Resilience and stability of the CF- intestinal and respiratory microbiome during nutritional and exercise intervention


  • R.L. Knoll
  • V.H. Jarquín-Díaz
  • J. Klopp
  • A. Kemper
  • K. Hilbert
  • B. Hillen
  • D. Pfirrmann
  • P. Simon
  • V. Bähner
  • O. Nitsche
  • S. Gehring
  • L. Markó
  • S.K. Forslund
  • K. Poplawska


  • BMC Microbiology


  • BMC Microbiol 23 (1): 44


  • BACKGROUND: Impaired respiratory and intestinal microbiome composition is linked to cystic fibrosis lung disease severity. In people with cystic fibrosis (pwCF), regular exercise is recommended to delay disease progression and preserve a stable lung function. An optimal nutritional status is vital for best clinical outcomes.

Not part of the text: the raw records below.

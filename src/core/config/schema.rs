//! core::config::schema
//!
//! Configuration file schema types.
//!
//! The package configuration lives in `.sgsync.toml` at the root of the
//! source-git repository. Package-level fields can be overridden per job;
//! resolution precedence is job > package > built-in default, computed
//! once into an immutable [`super::PackageConfig`].
//!
//! # Example
//!
//! ```toml
//! specfile_path = ".distro/acme.spec"
//! patch_generation_ignore_paths = [".distro"]
//! patch_generation_patch_id_digits = 4
//!
//! [[files_to_sync]]
//! src = [".distro/"]
//! dest = "."
//! delete = true
//! filters = ["protect .git*", "protect sources", "exclude .gitignore"]
//!
//! [[jobs]]
//! job = "release"
//! patch_generation_patch_id_digits = 5
//! ```

use std::path::PathBuf;

use serde::{Deserialize, Serialize};

use super::ConfigError;
use crate::sync::FilterRule;

/// The on-disk configuration file.
#[derive(Debug, Clone, Default, Serialize, Deserialize, PartialEq)]
#[serde(default, deny_unknown_fields)]
pub struct ConfigFile {
    /// Path of the spec file, relative to the source-git root.
    pub specfile_path: Option<PathBuf>,

    /// Paths excluded from generated patch diffs (the packaging subtree
    /// itself, generated files).
    pub patch_generation_ignore_paths: Option<Vec<PathBuf>>,

    /// Zero-padding width of patch numbers in file names and specfile
    /// declarations.
    pub patch_generation_patch_id_digits: Option<usize>,

    /// Squash commits into one patch per `Patch-name` by default.
    pub patch_generation_squash_commits: Option<bool>,

    /// Files to copy between the repositories.
    pub files_to_sync: Option<Vec<SyncItemConfig>>,

    /// Per-job overrides of the package-level fields.
    pub jobs: Vec<JobConfig>,
}

impl ConfigFile {
    /// Validate cross-field constraints after parsing.
    ///
    /// # Errors
    ///
    /// Returns `ConfigError::InvalidValue` if any value is invalid.
    pub fn validate(&self) -> Result<(), ConfigError> {
        if let Some(digits) = self.patch_generation_patch_id_digits {
            if digits == 0 {
                return Err(ConfigError::InvalidValue(
                    "patch_generation_patch_id_digits must be at least 1".into(),
                ));
            }
        }

        if let Some(items) = &self.files_to_sync {
            for item in items {
                item.validate()?;
            }
        }

        for job in &self.jobs {
            job.validate()?;
        }

        Ok(())
    }
}

/// Per-job override block.
///
/// Any field left unset falls through to the package-level value.
#[derive(Debug, Clone, Default, Serialize, Deserialize, PartialEq)]
#[serde(default, deny_unknown_fields)]
pub struct JobConfig {
    /// Job name this block applies to.
    pub job: String,

    pub specfile_path: Option<PathBuf>,
    pub patch_generation_ignore_paths: Option<Vec<PathBuf>>,
    pub patch_generation_patch_id_digits: Option<usize>,
    pub patch_generation_squash_commits: Option<bool>,
    pub files_to_sync: Option<Vec<SyncItemConfig>>,
}

impl JobConfig {
    fn validate(&self) -> Result<(), ConfigError> {
        if self.job.is_empty() {
            return Err(ConfigError::InvalidValue(
                "job name cannot be empty".into(),
            ));
        }
        if let Some(items) = &self.files_to_sync {
            for item in items {
                item.validate()?;
            }
        }
        Ok(())
    }
}

/// One `[[files_to_sync]]` entry.
#[derive(Debug, Clone, Serialize, Deserialize, PartialEq)]
#[serde(deny_unknown_fields)]
pub struct SyncItemConfig {
    /// Source pattern(s); a bare string means a single pattern.
    pub src: OneOrMany,

    /// Destination path, relative to the destination root.
    #[serde(default = "default_dest")]
    pub dest: PathBuf,

    /// Mirror deletions under `dest`.
    #[serde(default)]
    pub delete: bool,

    /// Filter rules (`protect <glob>` / `exclude <glob>`), in order.
    #[serde(default)]
    pub filters: Vec<String>,
}

impl SyncItemConfig {
    /// Check the filter rules parse.
    fn validate(&self) -> Result<(), ConfigError> {
        for rule in &self.filters {
            FilterRule::parse(rule)
                .map_err(|e| ConfigError::InvalidValue(e.to_string()))?;
        }
        Ok(())
    }
}

fn default_dest() -> PathBuf {
    PathBuf::from(".")
}

/// A single string or a list of strings.
#[derive(Debug, Clone, Serialize, Deserialize, PartialEq)]
#[serde(untagged)]
pub enum OneOrMany {
    One(String),
    Many(Vec<String>),
}

impl OneOrMany {
    /// Normalize to a list.
    pub fn into_vec(self) -> Vec<String> {
        match self {
            OneOrMany::One(s) => vec![s],
            OneOrMany::Many(v) => v,
        }
    }
}
//! cli
//!
//! Command-line interface layer.
//!
//! # Responsibilities
//!
//! - Parse command-line arguments and global flags
//! - Delegate to command handlers
//! - Does NOT perform repository mutations directly
//!
//! # Architecture
//!
//! The CLI layer is thin. It parses arguments via clap and dispatches to
//! the engine modules ([`crate::patches`], [`crate::status`],
//! [`crate::bootstrap`], [`crate::sync`]) for execution. Typed engine
//! errors become `anyhow` errors only here, at the boundary.

pub mod args;
pub mod commands;

pub use args::Cli;

use std::path::PathBuf;

use anyhow::{Context as _, Result};

/// Execution context shared by all command handlers.
#[derive(Debug, Clone)]
pub struct Context {
    /// Directory to operate in; current directory when unset.
    pub cwd: Option<PathBuf>,
    /// Suppress non-essential output.
    pub quiet: bool,
}

impl Context {
    /// The directory the command operates in.
    pub fn working_dir(&self) -> Result<PathBuf> {
        match &self.cwd {
            Some(dir) => Ok(dir.clone()),
            None => std::env::current_dir().context("cannot determine current directory"),
        }
    }
}

/// Run the CLI application.
///
/// This is the main entry point called from `main.rs`.
pub fn run() -> Result<()> {
    let cli = Cli::parse_args();

    init_tracing(cli.debug);

    let ctx = Context {
        cwd: cli.cwd.clone(),
        quiet: cli.quiet,
    };

    commands::dispatch(cli.command, &ctx)
}

/// Initialize the tracing subscriber.
///
/// `--debug` forces debug-level output; otherwise `RUST_LOG` applies,
/// defaulting to warnings only.
fn init_tracing(debug: bool) {
    use tracing_subscriber::EnvFilter;

    let filter = if debug {
        EnvFilter::new("sgsync=debug")
    } else {
        EnvFilter::try_from_default_env().unwrap_or_else(|_| EnvFilter::new("warn"))
    };

    tracing_subscriber::fmt()
        .with_env_filter(filter)
        .with_writer(std::io::stderr)
        .init();
}
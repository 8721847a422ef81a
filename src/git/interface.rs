//! git::interface
//!
//! Git adapter implementation using git2.
//!
//! This module is the **single doorway** to all Git operations in the
//! engine. No other module imports `git2` directly. This ensures:
//!
//! - Consistent error handling across all Git operations
//! - Strong type guarantees at the boundary (validated [`Oid`]s in and out)
//!
//! The adapter assumes a local, already-cloned repository: it reads and
//! creates commits but never rewrites history in place - new commits are
//! appended, or history is recreated on throwaway branches.
//!
//! # Error Handling
//!
//! Git errors are categorized into typed variants:
//! - [`GitError::NotARepo`]: Not inside a Git repository
//! - [`GitError::RefNotFound`]: Requested ref does not exist
//! - [`GitError::ObjectNotFound`]: Requested object does not exist
//! - [`GitError::DirtyWorktree`]: Working tree has uncommitted changes
//!
//! # Example
//!
//! ```ignore
//! use sgsync::git::Git;
//! use std::path::Path;
//!
//! let git = Git::open(Path::new("."))?;
//! let head = git.head_oid()?;
//! let commits = git.log_range(None, &head, true)?;
//! ```

use std::path::{Path, PathBuf};

use chrono::{DateTime, TimeZone, Utc};
use thiserror::Error;

use crate::core::types::{Oid, TypeError};

/// Errors from Git operations.
#[derive(Debug, Error)]
pub enum GitError {
    /// Not inside a Git repository.
    #[error("not a git repository: {path}")]
    NotARepo {
        /// The path that was searched
        path: PathBuf,
    },

    /// Repository is bare (no working directory).
    #[error("bare repository not supported")]
    BareRepo,

    /// Requested ref does not exist.
    #[error("ref not found: {refname}")]
    RefNotFound {
        /// The ref that was not found
        refname: String,
    },

    /// Object not found in repository.
    #[error("object not found: {oid}")]
    ObjectNotFound {
        /// The OID that was not found
        oid: String,
    },

    /// Invalid object id format.
    #[error("invalid object id: {oid}")]
    InvalidOid {
        /// The invalid OID string
        oid: String,
    },

    /// Working tree has uncommitted changes.
    #[error("working tree is dirty: {details}")]
    DirtyWorktree {
        /// Description of what's dirty
        details: String,
    },

    /// A patch could not be applied to the working tree.
    #[error("patch does not apply: {message}")]
    PatchApplyFailed {
        /// The error message
        message: String,
    },

    /// Internal git2 error.
    #[error("git error: {message}")]
    Internal {
        /// The error message
        message: String,
    },
}
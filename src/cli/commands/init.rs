//! init command - bootstrap a source-git repository

use std::path::Path;

use anyhow::{Context as _, Result};

use crate::bootstrap::Bootstrapper;
use crate::cli::Context;
use crate::external::LocalCommandRunner;
use crate::git::Git;

/// Bootstrap a source-git repository from the upstream checkout in the
/// working directory and the dist-git checkout at `dist_git`.
pub fn init(
    ctx: &Context,
    dist_git: &Path,
    upstream_ref: &str,
    ignore_missing_autosetup: bool,
    squash_patches: bool,
    patch_id_digits: usize,
) -> Result<()> {
    let source_dir = ctx.working_dir()?;
    let source = Git::open(&source_dir).context("cannot open upstream repository")?;
    let dist = Git::open(dist_git).context("cannot open dist-git repository")?;
    let runner = LocalCommandRunner;

    let outcome = Bootstrapper::new(&source, &dist, &runner)
        .patch_id_digits(patch_id_digits)
        .ignore_missing_autosetup(ignore_missing_autosetup)
        .squash_patches(squash_patches)
        .create_from_upstream(upstream_ref)?;

    if !ctx.quiet {
        println!(
            "created packaging subtree commit {}",
            outcome.subtree_commit.short(12)
        );
        println!(
            "replayed {} downstream patch commit(s)",
            outcome.patch_commits.len()
        );
    }

    Ok(())
}
//! Integration tests for the synchronization status engine.
//!
//! Each test builds a pair of real git repositories, plants provenance
//! trailers, and checks which side reports pending commits.

use std::fs;
use std::path::Path;
use std::process::Command;

use tempfile::TempDir;

use sgsync::core::types::Oid;
use sgsync::git::Git;
use sgsync::status::{sync_status, StatusError};

struct TestRepo {
    dir: TempDir,
}

impl TestRepo {
    fn new(seed: &str) -> Self {
        let dir = TempDir::new().expect("failed to create temp dir");
        run_git(dir.path(), &["init", "-b", "main"]);
        run_git(dir.path(), &["config", "user.email", "test@example.com"]);
        run_git(dir.path(), &["config", "user.name", "Test User"]);

        fs::write(dir.path().join("seed.txt"), seed).unwrap();
        run_git(dir.path(), &["add", "-A"]);
        run_git(dir.path(), &["commit", "-m", "Initial commit"]);
        Self { dir }
    }

    fn path(&self) -> &Path {
        self.dir.path()
    }

    fn git(&self) -> Git {
        Git::open(self.path()).expect("failed to open test repo")
    }

    fn head(&self) -> Oid {
        self.git().head_oid().unwrap()
    }

    fn commit(&self, path: &str, content: &str, message: &str) -> Oid {
        fs::write(self.path().join(path), content).unwrap();
        run_git(self.path(), &["add", "-A"]);
        run_git(self.path(), &["commit", "-m", message]);
        self.head()
    }
}

fn run_git(dir: &Path, args: &[&str]) {
    let output = Command::new("git")
        .args(args)
        .current_dir(dir)
        .output()
        .expect("git command failed");
    if !output.status.success() {
        panic!(
            "git {:?} failed: {}",
            args,
            String::from_utf8_lossy(&output.stderr)
        );
    }
}

/// A synchronized pair: the source-git HEAD carries a
/// `From-dist-git-commit` trailer pointing at the dist-git HEAD, the way
/// the bootstrapper leaves things.
fn synced_pair() -> (TestRepo, TestRepo) {
    let source = TestRepo::new("source\n");
    let dist = TestRepo::new("dist\n");
    let dist_head = dist.head();
    source.commit(
        "packaging.txt",
        "subtree\n",
        &format!("Add packaging\n\nFrom-dist-git-commit: {dist_head}"),
    );
    (source, dist)
}

#[test]
fn no_trailers_anywhere_is_no_sync_point() {
    let source = TestRepo::new("source\n");
    let dist = TestRepo::new("dist\n");
    assert!(matches!(
        sync_status(&source.git(), &dist.git()),
        Err(StatusError::NoSyncPoint)
    ));
}

#[test]
fn freshly_bootstrapped_pair_is_synced() {
    let (source, dist) = synced_pair();
    let status = sync_status(&source.git(), &dist.git()).unwrap();
    assert!(status.is_synced());
    assert_eq!(status.source_git_range_start, None);
    assert_eq!(status.dist_git_range_start, None);
}

#[test]
fn source_commits_after_anchor_are_pending() {
    let (source, dist) = synced_pair();
    let first_pending = source.commit("work.txt", "w\n", "Do some work");
    source.commit("more.txt", "m\n", "More work");

    let status = sync_status(&source.git(), &dist.git()).unwrap();
    assert_eq!(status.source_git_range_start, Some(first_pending));
    assert_eq!(status.dist_git_range_start, None);
}

#[test]
fn dist_commits_after_anchor_are_pending() {
    let (source, dist) = synced_pair();
    let pending = dist.commit("pkg.spec", "Name: pkg\n", "Tweak spec");

    let status = sync_status(&source.git(), &dist.git()).unwrap();
    assert_eq!(status.source_git_range_start, None);
    assert_eq!(status.dist_git_range_start, Some(pending));
}

#[test]
fn both_sides_pending_is_divergence() {
    let (source, dist) = synced_pair();
    let source_pending = source.commit("work.txt", "w\n", "Source work");
    let dist_pending = dist.commit("pkg.spec", "Name: pkg\n", "Dist work");

    let status = sync_status(&source.git(), &dist.git()).unwrap();
    assert!(status.is_diverged());
    assert_eq!(status.source_git_range_start, Some(source_pending));
    assert_eq!(status.dist_git_range_start, Some(dist_pending));
}

#[test]
fn newer_anchor_supersedes_older_one() {
    let (source, dist) = synced_pair();

    // An update run writes the inverse trailer into dist-git, pointing at
    // the current source HEAD; this newer anchor is authoritative.
    let source_head = source.head();
    dist.commit(
        "0001-x.patch",
        "diff\n",
        &format!("Update from source-git\n\nFrom-source-git-commit: {source_head}"),
    );

    let status = sync_status(&source.git(), &dist.git()).unwrap();
    assert!(status.is_synced());

    // Work after the newer anchor is pending on the source side only.
    let pending = source.commit("next.txt", "n\n", "Next change");
    let status = sync_status(&source.git(), &dist.git()).unwrap();
    assert_eq!(status.source_git_range_start, Some(pending));
    assert_eq!(status.dist_git_range_start, None);
}

#[test]
fn dangling_reference_is_fatal() {
    let source = TestRepo::new("source\n");
    let dist = TestRepo::new("dist\n");
    source.commit(
        "packaging.txt",
        "subtree\n",
        &format!("Add packaging\n\nFrom-dist-git-commit: {}", "f".repeat(40)),
    );

    assert!(matches!(
        sync_status(&source.git(), &dist.git()),
        Err(StatusError::DanglingReference { .. })
    ));
}

#[test]
fn garbage_trailer_value_is_fatal() {
    let source = TestRepo::new("source\n");
    let dist = TestRepo::new("dist\n");
    source.commit(
        "packaging.txt",
        "subtree\n",
        "Add packaging\n\nFrom-dist-git-commit: not-a-hash",
    );

    assert!(matches!(
        sync_status(&source.git(), &dist.git()),
        Err(StatusError::InvalidTrailerValue { .. })
    ));
}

Our study investigated whether regular and monitored exercise and nutritional support promotes CF microbiome health. METHODS: A personalized nutrition and exercise program promoted nutritional intake and physical fitness in 18 pwCF for 12 months. Throughout the study, patients performed strength and endurance training monitored by a sports scientist via an internet platform. After three months, food supplementation with Lactobacillus rhamnosus LGG was introduced. Nutritional status and physical fitness were assessed before the study started, after three and nine months. Sputum and stool were collected, and microbial composition was analyzed by 16S rRNA gene sequencing. RESULTS: Sputum and stool microbiome composition remained stable and highly specific to each patient during the study period. Disease-associated pathogens dominated sputum composition. Lung disease severity and recent antibiotic treatment had the highest impact on taxonomic composition in stool and sputum microbiome. Strikingly, the long-term antibiotic treatment burden had only a minor influence. CONCLUSION: Despite the exercise and nutritional intervention, respiratory and intestinal microbiomes proved to be resilient. Dominant pathogens drove the composition and functionality of the microbiome. Further studies are required to understand which therapy could destabilize the dominant disease-associated microbial composition of pwCF.